Data extracts:
::::::::::
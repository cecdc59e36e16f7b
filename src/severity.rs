use std::fmt;
use std::str::FromStr;

/// Logging severity, ordered from least to most permissive.
///
/// A logger configured with threshold `T` emits a message of severity `S` when `T >= S`.
#[derive(Debug, Clone, Copy, PartialEq, Eq, PartialOrd, Ord, Hash)]
#[repr(u8)]
pub enum Severity {
    None = 0,
    Fatal = 1,
    Error = 2,
    Warning = 3,
    Info = 4,
    Debug = 5,
    Trace = 6,
    All = 7,
}

impl Severity {
    pub const ALL_LEVELS: [Severity; 8] = [
        Severity::None,
        Severity::Fatal,
        Severity::Error,
        Severity::Warning,
        Severity::Info,
        Severity::Debug,
        Severity::Trace,
        Severity::All,
    ];

    /// Severities a message can be emitted at. `None` and `All` are thresholds only.
    pub const EMITTING: [Severity; 6] = [
        Severity::Fatal,
        Severity::Error,
        Severity::Warning,
        Severity::Info,
        Severity::Debug,
        Severity::Trace,
    ];

    pub fn as_str(&self) -> &'static str {
        match self {
            Severity::None => "None",
            Severity::Fatal => "Fatal",
            Severity::Error => "Error",
            Severity::Warning => "Warning",
            Severity::Info => "Info",
            Severity::Debug => "Debug",
            Severity::Trace => "Trace",
            Severity::All => "All",
        }
    }

    pub fn from_u8(value: u8) -> Option<Self> {
        Self::ALL_LEVELS.get(value as usize).copied()
    }

    /// Returns true when a logger with this threshold emits messages of `severity`.
    pub fn permits(&self, severity: Severity) -> bool {
        *self >= severity
    }
}

impl From<log::Level> for Severity {
    fn from(level: log::Level) -> Self {
        match level {
            log::Level::Error => Severity::Error,
            log::Level::Warn => Severity::Warning,
            log::Level::Info => Severity::Info,
            log::Level::Debug => Severity::Debug,
            log::Level::Trace => Severity::Trace,
        }
    }
}

impl fmt::Display for Severity {
    fn fmt(&self, f: &mut fmt::Formatter<'_>) -> fmt::Result {
        write!(f, "{}", self.as_str())
    }
}

#[derive(Debug, PartialEq)]
pub struct ParseSeverityError {
    pub value: String,
}

impl fmt::Display for ParseSeverityError {
    fn fmt(&self, f: &mut fmt::Formatter<'_>) -> fmt::Result {
        write!(
            f,
            "Unknown severity: '{}'. \
            Expected one of: none, fatal, error, warning, info, debug, trace, all",
            self.value
        )
    }
}

impl std::error::Error for ParseSeverityError {}

impl FromStr for Severity {
    type Err = ParseSeverityError;

    fn from_str(value: &str) -> Result<Self, Self::Err> {
        let severity = match value.to_ascii_lowercase().as_str() {
            "none" => Severity::None,
            "fatal" => Severity::Fatal,
            "error" => Severity::Error,
            "warning" | "warn" => Severity::Warning,
            "info" => Severity::Info,
            "debug" => Severity::Debug,
            "trace" => Severity::Trace,
            "all" => Severity::All,
            _ => {
                return Err(ParseSeverityError {
                    value: value.to_string(),
                })
            }
        };
        Ok(severity)
    }
}
//! Leveled logging facade.
//!
//! A [`LeveledLogger`] drops messages above its severity threshold and routes the rest to one
//! of three channels: fatal and error messages to stderr, warning, info and debug messages to
//! stdout, and trace messages to stdout annotated with the caller's file and line. When a
//! single destination is given every channel writes to it.
//!
//! ```
//! use levlog::{Config, Severity};
//!
//! let logger = Config {
//!     threshold: Severity::Warning,
//!     ..Config::default()
//! }
//! .build(None);
//! levlog::error!(logger: logger, "failed: {}", "disk full");
//! levlog::info!(logger: logger, "not written");
//! ```

#[macro_use]
extern crate lazy_static;

mod macros;

pub mod bridge;
pub mod flags;
pub mod global;
pub mod logger;
pub mod severity;
pub mod sink;

#[cfg(test)]
mod test;

pub use flags::Flags;
pub use global::{debug, default_logger, error, fatal, info, trace, warning};
pub use logger::{Channel, Config, LeveledLogger};
pub use severity::Severity;
pub use sink::{destination, Destination, Sink};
::::::::::
Find each line above that contains "derive", and copy those lines.

#[derive(Debug, Clone, Copy, PartialEq, Eq, PartialOrd, Ord, Hash)]
#[derive(Debug, PartialEq)]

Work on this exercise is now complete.